Benvenuti / Welcome!

My family has had many good cooks. I come from a line a great kitchen junkies, among them my great grandparents, grandparents, parents, aunts and uncles, and brothers and sisters. We are 100% Italian with origins from Campania (my dad's side) and Sicilia (my mother's side). Such a combination makes for great tastes and remarkable dishes. It was a pleasure to prepare food for my best friend and partner in life, Wally (in middle of picture above). He loved the many foods I prepared. Very sadly he is no longer with us and is sorely missed at the table. This blog is dedicated to him and to our friends who shared our company. One of our friends, Susan Arnold (seen in picture above), travelled with us to the Amalfi coast in 2006-2007. The picture was taken just after New Year's day at the ristorante Aurora (www.sorrentotour.it/aurora/) in Sorrento located at the Piazza Tasso.

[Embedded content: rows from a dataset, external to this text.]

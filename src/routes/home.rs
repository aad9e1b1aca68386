//! Service index and configuration summary.

use axum::{extract::State, Json};
use chrono::Utc;
use serde_json::{json, Value};

use crate::config::{HEALTH_PATH, SERVICE_NAME};
use crate::state::AppState;

/// `GET /`: service identity and endpoint map. The webhook path is redacted.
pub async fn index(State(state): State<AppState>) -> Json<Value> {
    Json(json!({
        "status": "online",
        "service": SERVICE_NAME,
        "version": env!("CARGO_PKG_VERSION"),
        "timestamp": Utc::now().to_rfc3339(),
        "endpoints": {
            "health": HEALTH_PATH,
            "info": "/info",
            "webhook": state.config.redacted_webhook_path(),
        }
    }))
}

/// `GET /info`: non-secret runtime configuration.
pub async fn info(State(state): State<AppState>) -> Json<Value> {
    let config = &state.config;
    Json(json!({
        "channel_id": config.bot.channel_id,
        "webhook_enabled": config.webhook.enabled,
        "webhook_url": config.webhook.url,
        "pool_size": config.bot.pool_size,
        "max_connections": config.http.max_connections,
        "mode": config.mode_name(),
    }))
}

My Father's Side of the Family: Campania



The Zeoli-Pozella families have their roots in Campania from the historic town of Benevento (which the Romans called Beneventum), Santa Croce del Sannio, and San Nazzaro just northeast of Napoli. It is nestled in the Appennini with fertile earth great for growing grapes and raising livestock. Some Italians refer to the Beneventini as montanari (the mountain folk), very hard-working people with unique ways, as seen in their culinary creations.

My Mother's Side: Sicilia



Our maternal ancestors (the Stornello and Tarantello families) are from southeast Sicilia, from the city of Siracusa and town of Pachino. The Ionian sea plays a major part in the cuisine of these locales. The Greeks, Romans, Turks, North Africans, Spaniards, and French influenced the culinary traditions of this ancient island. For those who prize seafood, legumes, nuts, grains, lemons, oranges, pasta, tomatos, cheeses, and zesty sauces, Sicilia awaits you.

Monday, July 27, 2009

Pizza agli Spinaci

Pizza agli Spinaci
Spinach lovers will dig into this delightful pizza – it’s a great way to get people to eat spinach! Wally had this once, and another time he had it with dino kale which substituted for the spinach – delicious in both instances.
Ingredients for the dough for 4 pizze:
See Pizza di Napoli: La Margherita
Ingredients for the Topping:
4 large garlic toes, crushed or finely chopped
8 T olive oil
4 bags fresh spinach, steamed, or 4 boxes (10 oz each) frozen spinach, thawed and well drained
1 t sea salt
1 t black pepper (optional)
1 lb mozzarella cheese, shredded or thinly sliced
8 T grated Parmesan cheese
Preparation:
See Pizza di Napoli: La Margherita, for the preparation of pizza dough.
Preheat oven to 425ºF. Take the pizza dough and divide it into four pieces. Knead the dough briefly on a floured surface. Take your pizza peel and flour the surface generously to allow for easy transfer to the oven stone. Place dough on the peel, smacking your hand against it to flatten. Then using a rolling pin, stretch the dough out, creating a round shape – get your dough rolled out thin – no thicker than ¼ - 3/8 of an inch for a pizza agli spinaci. In a medium skillet over low heat, cook the garlic in the oil for 1 minute.
Stir in the spinach, salt and [pepper]. Cover and cook the mixture for 2 minutes. Let cool slightly.
Spread a ¼ of the spinach mixture over the dough, leaving a 1-inch border. Top with a ¼ of the mozzarella and then sprinkle with a ¼ of the Parmesan cheese. Bake the pizza for 10 to 14 minutes or until the edges are puffed and the crust is crisp and browned.
Buon appetito!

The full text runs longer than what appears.